» Your goal: Give the entries again, exactly as they stand.

» Data records:
- - - -
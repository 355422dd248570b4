//! Client configuration.
//!
//! Provides the `ClientConfig` struct used by every Craftwatch interface to
//! discover the hosted auth/database project and the public status API.

use std::time::Duration;

use serde::{Deserialize, Serialize};

use crate::error::{Error, Result};
use crate::util::{is_http_url, normalize_text_option};

/// Public status API used when no override is configured.
pub const DEFAULT_STATUS_API_URL: &str = "https://api.mcsrvstat.us";

/// Period between timer-driven refresh cycles.
pub const DEFAULT_REFRESH_INTERVAL_SECS: u64 = 120;

/// Runtime client configuration.
///
/// These values are safe-to-ship public endpoints/keys. Secret credentials
/// must never be stored here.
#[derive(Debug, Clone, Serialize, Deserialize, PartialEq, Eq)]
#[serde(deny_unknown_fields)]
pub struct ClientConfig {
    #[serde(default)]
    pub supabase_url: Option<String>,
    #[serde(default)]
    pub supabase_anon_key: Option<String>,
    #[serde(default = "default_status_api_url")]
    pub status_api_url: String,
    #[serde(default = "default_refresh_interval_secs")]
    pub refresh_interval_secs: u64,
}

impl Default for ClientConfig {
    fn default() -> Self {
        Self {
            supabase_url: None,
            supabase_anon_key: None,
            status_api_url: default_status_api_url(),
            refresh_interval_secs: default_refresh_interval_secs(),
        }
    }
}

impl ClientConfig {
    /// Read configuration from `SUPABASE_URL`, `SUPABASE_ANON_KEY`,
    /// `CRAFTWATCH_STATUS_API_URL` and `CRAFTWATCH_REFRESH_INTERVAL_SECS`.
    pub fn from_env() -> Result<Self> {
        Self::default().with_env_overrides()
    }

    /// Overlay any environment-provided values on top of `self`.
    pub fn with_env_overrides(self) -> Result<Self> {
        self.with_overrides(|key| std::env::var(key).ok())
    }

    fn with_overrides(mut self, lookup: impl Fn(&str) -> Option<String>) -> Result<Self> {
        if let Some(url) = normalize_text_option(lookup("SUPABASE_URL")) {
            self.supabase_url = Some(url);
        }
        if let Some(key) = normalize_text_option(lookup("SUPABASE_ANON_KEY")) {
            self.supabase_anon_key = Some(key);
        }
        if let Some(url) = normalize_text_option(lookup("CRAFTWATCH_STATUS_API_URL")) {
            self.status_api_url = url;
        }
        if let Some(raw) = normalize_text_option(lookup("CRAFTWATCH_REFRESH_INTERVAL_SECS")) {
            self.refresh_interval_secs = raw.parse().map_err(|_| {
                Error::Config(format!(
                    "CRAFTWATCH_REFRESH_INTERVAL_SECS must be a whole number of seconds, got '{raw}'"
                ))
            })?;
        }
        self.normalized()
    }

    /// Trim values, strip trailing slashes, and reject malformed settings.
    pub fn normalized(self) -> Result<Self> {
        let supabase_url = normalize_text_option(self.supabase_url)
            .map(|url| normalize_http_url(&url, "supabase_url"))
            .transpose()?;
        let supabase_anon_key = normalize_text_option(self.supabase_anon_key);
        let status_api_url = normalize_http_url(&self.status_api_url, "status_api_url")?;

        if self.refresh_interval_secs == 0 {
            return Err(Error::Config(
                "refresh_interval_secs must be at least 1".to_string(),
            ));
        }

        Ok(Self {
            supabase_url,
            supabase_anon_key,
            status_api_url,
            refresh_interval_secs: self.refresh_interval_secs,
        })
    }

    /// Returns the hosted backend URL and anon key, if both are configured.
    ///
    /// Having only one of the two is a configuration error.
    pub fn backend(&self) -> Result<Option<(String, String)>> {
        match (&self.supabase_url, &self.supabase_anon_key) {
            (None, None) => Ok(None),
            (Some(url), Some(key)) => Ok(Some((url.clone(), key.clone()))),
            _ => Err(Error::Config(
                "SUPABASE_URL and SUPABASE_ANON_KEY must be set together".to_string(),
            )),
        }
    }

    pub const fn refresh_interval(&self) -> Duration {
        Duration::from_secs(self.refresh_interval_secs)
    }
}

fn default_status_api_url() -> String {
    DEFAULT_STATUS_API_URL.to_string()
}

const fn default_refresh_interval_secs() -> u64 {
    DEFAULT_REFRESH_INTERVAL_SECS
}

fn normalize_http_url(raw: &str, field: &str) -> Result<String> {
    let value = raw.trim();
    if value.is_empty() {
        return Err(Error::Config(format!("{field} must not be empty")));
    }
    if !is_http_url(value) {
        return Err(Error::Config(format!(
            "{field} must include http:// or https://"
        )));
    }
    Ok(value.trim_end_matches('/').to_string())
}

#[cfg(test)]
mod tests {
    use std::collections::HashMap;

    use super::*;

    fn lookup(vars: &[(&str, &str)]) -> impl Fn(&str) -> Option<String> {
        let vars: HashMap<String, String> = vars
            .iter()
            .map(|(key, value)| ((*key).to_string(), (*value).to_string()))
            .collect();
        move |key| vars.get(key).cloned()
    }

    #[test]
    fn defaults_point_at_public_status_api() {
        let config = ClientConfig::default().normalized().unwrap();
        assert_eq!(config.status_api_url, "https://api.mcsrvstat.us");
        assert_eq!(config.refresh_interval(), Duration::from_secs(120));
        assert!(config.backend().unwrap().is_none());
    }

    #[test]
    fn overrides_are_trimmed_and_normalized() {
        let config = ClientConfig::default()
            .with_overrides(lookup(&[
                ("SUPABASE_URL", " https://demo.supabase.co/ "),
                ("SUPABASE_ANON_KEY", "anon"),
                ("CRAFTWATCH_STATUS_API_URL", "http://localhost:8080/"),
                ("CRAFTWATCH_REFRESH_INTERVAL_SECS", "30"),
            ]))
            .unwrap();

        assert_eq!(
            config.backend().unwrap(),
            Some(("https://demo.supabase.co".to_string(), "anon".to_string()))
        );
        assert_eq!(config.status_api_url, "http://localhost:8080");
        assert_eq!(config.refresh_interval_secs, 30);
    }

    #[test]
    fn rejects_half_configured_backend() {
        let config = ClientConfig::default()
            .with_overrides(lookup(&[("SUPABASE_URL", "https://demo.supabase.co")]))
            .unwrap();
        assert!(matches!(config.backend(), Err(Error::Config(_))));
    }

    #[test]
    fn rejects_bad_interval_and_scheme() {
        let interval = ClientConfig::default()
            .with_overrides(lookup(&[("CRAFTWATCH_REFRESH_INTERVAL_SECS", "soon")]))
            .unwrap_err();
        assert!(interval.to_string().contains("whole number"));

        let zero = ClientConfig {
            refresh_interval_secs: 0,
            ..ClientConfig::default()
        };
        assert!(zero.normalized().is_err());

        let scheme = ClientConfig::default()
            .with_overrides(lookup(&[("SUPABASE_URL", "demo.supabase.co")]))
            .unwrap_err();
        assert!(scheme.to_string().contains("http:// or https://"));
    }
}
- - - -
» Reply:
repository 355422dd248570b4
//! Client configuration.
//!
//! Provides the `ClientConfig` struct used by every Craftwatch interface to
//! discover the hosted auth/database project and the public status API.

use std::time::Duration;

use serde::{Deserialize, Serialize};

use crate::error::{Error, Result};
use crate::util::{is_http_url, normalize_text_option};

/// Public status API used when no override is configured.
pub const DEFAULT_STATUS_API_URL: &str = "https://api.mcsrvstat.us";

/// Period between timer-driven refresh cycles.
pub const DEFAULT_REFRESH_INTERVAL_SECS: u64 = 120;

/// Runtime client configuration.
///
/// These values are safe-to-ship public endpoints/keys. Secret credentials
/// must never be stored here.
#[derive(Debug, Clone, Serialize, Deserialize, PartialEq, Eq)]
#[serde(deny_unknown_fields)]
pub struct ClientConfig {
    #[serde(default)]
    pub supabase_url: Option<String>,
    #[serde(default)]
    pub supabase_anon_key: Option<String>,
    #[serde(default = "default_status_api_url")]
    pub status_api_url: String,
    #[serde(default = "default_refresh_interval_secs")]
    pub refresh_interval_secs: u64,
}

impl Default for ClientConfig {
    fn default() -> Self {
        Self {
            supabase_url: None,
            supabase_anon_key: None,
            status_api_url: default_status_api_url(),
            refresh_interval_secs: default_refresh_interval_secs(),
        }
    }
}

impl ClientConfig {
    /// Read configuration from `SUPABASE_URL`, `SUPABASE_ANON_KEY`,
    /// `CRAFTWATCH_STATUS_API_URL` and `CRAFTWATCH_REFRESH_INTERVAL_SECS`.
    pub fn from_env() -> Result<Self> {
        Self::default().with_env_overrides()
    }

    /// Overlay any environment-provided values on top of `self`.
    pub fn with_env_overrides(self) -> Result<Self> {
        self.with_overrides(|key| std::env::var(key).ok())
    }

    fn with_overrides(mut self, lookup: impl Fn(&str) -> Option<String>) -> Result<Self> {
        if let Some(url) = normalize_text_option(lookup("SUPABASE_URL")) {
            self.supabase_url = Some(url);
        }
        if let Some(key) = normalize_text_option(lookup("SUPABASE_ANON_KEY")) {
            self.supabase_anon_key = Some(key);
        }
        if let Some(url) = normalize_text_option(lookup("CRAFTWATCH_STATUS_API_URL")) {
            self.status_api_url = url;
        }
        if let Some(raw) = normalize_text_option(lookup("CRAFTWATCH_REFRESH_INTERVAL_SECS")) {
            self.refresh_interval_secs = raw.parse().map_err(|_| {
                Error::Config(format!(
                    "CRAFTWATCH_REFRESH_INTERVAL_SECS must be a whole number of seconds, got '{raw}'"
                ))
            })?;
        }
        self.normalized()
    }

    /// Trim values, strip trailing slashes, and reject malformed settings.
    pub fn normalized(self) -> Result<Self> {
        let supabase_url = normalize_text_option(self.supabase_url)
            .map(|url| normalize_http_url(&url, "supabase_url"))
            .transpose()?;
        let supabase_anon_key = normalize_text_option(self.supabase_anon_key);
        let status_api_url = normalize_http_url(&self.status_api_url, "status_api_url")?;

        if self.refresh_interval_secs == 0 {
            return Err(Error::Config(
                "refresh_interval_secs must be at least 1".to_string(),
            ));
        }

        Ok(Self {
            supabase_url,
            supabase_anon_key,
            status_api_url,
            refresh_interval_secs: self.refresh_interval_secs,
        })
    }

    /// Returns the hosted backend URL and anon key, if both are configured.
    ///
    /// Having only one of the two is a configuration error.
    pub fn backend(&self) -> Result<Option<(String, String)>> {
        match (&self.supabase_url, &self.supabase_anon_key) {
            (None, None) => Ok(None),
            (Some(url), Some(key)) => Ok(Some((url.clone(), key.clone()))),
            _ => Err(Error::Config(
                "SUPABASE_URL and SUPABASE_ANON_KEY must be set together".to_string(),
            )),
        }
    }

    pub const fn refresh_interval(&self) -> Duration {
        Duration::from_secs(self.refresh_interval_secs)
    }
}

fn default_status_api_url() -> String {
    DEFAULT_STATUS_API_URL.to_string()
}

const fn default_refresh_interval_secs() -> u64 {
    DEFAULT_REFRESH_INTERVAL_SECS
}

fn normalize_http_url(raw: &str, field: &str) -> Result<String> {
    let value = raw.trim();
    if value.is_empty() {
        return Err(Error::Config(format!("{field} must not be empty")));
    }
    if !is_http_url(value) {
        return Err(Error::Config(format!(
            "{field} must include http:// or https://"
        )));
    }
    Ok(value.trim_end_matches('/').to_string())
}

#[cfg(test)]
mod tests {
    use std::collections::HashMap;

    use super::*;

    fn lookup(vars: &[(&str, &str)]) -> impl Fn(&str) -> Option<String> {
        let vars: HashMap<String, String> = vars
            .iter()
            .map(|(key, value)| ((*key).to_string(), (*value).to_string()))
            .collect();
        move |key| vars.get(key).cloned()
    }

    #[test]
    fn defaults_point_at_public_status_api() {
        let config = ClientConfig::default().normalized().unwrap();
        assert_eq!(config.status_api_url, "https://api.mcsrvstat.us");
        assert_eq!(config.refresh_interval(), Duration::from_secs(120));
        assert!(config.backend().unwrap().is_none());
    }

    #[test]
    fn overrides_are_trimmed_and_normalized() {
        let config = ClientConfig::default()
            .with_overrides(lookup(&[
                ("SUPABASE_URL", " https://demo.supabase.co/ "),
                ("SUPABASE_ANON_KEY", "anon"),
                ("CRAFTWATCH_STATUS_API_URL", "http://localhost:8080/"),
                ("CRAFTWATCH_REFRESH_INTERVAL_SECS", "30"),
            ]))
            .unwrap();

        assert_eq!(
            config.backend().unwrap(),
            Some(("https://demo.supabase.co".to_string(), "anon".to_string()))
        );
        assert_eq!(config.status_api_url, "http://localhost:8080");
        assert_eq!(config.refresh_interval_secs, 30);
    }

    #[test]
    fn rejects_half_configured_backend() {
        let config = ClientConfig::default()
            .with_overrides(lookup(&[("SUPABASE_URL", "https://demo.supabase.co")]))
            .unwrap();
        assert!(matches!(config.backend(), Err(Error::Config(_))));
    }

    #[test]
    fn rejects_bad_interval_and_scheme() {
        let interval = ClientConfig::default()
            .with_overrides(lookup(&[("CRAFTWATCH_REFRESH_INTERVAL_SECS", "soon")]))
            .unwrap_err();
        assert!(interval.to_string().contains("whole number"));

        let zero = ClientConfig {
            refresh_interval_secs: 0,
            ..ClientConfig::default()
        };
        assert!(zero.normalized().is_err());

        let scheme = ClientConfig::default()
            .with_overrides(lookup(&[("SUPABASE_URL", "demo.supabase.co")]))
            .unwrap_err();
        assert!(scheme.to_string().contains("http:// or https://"));
    }
}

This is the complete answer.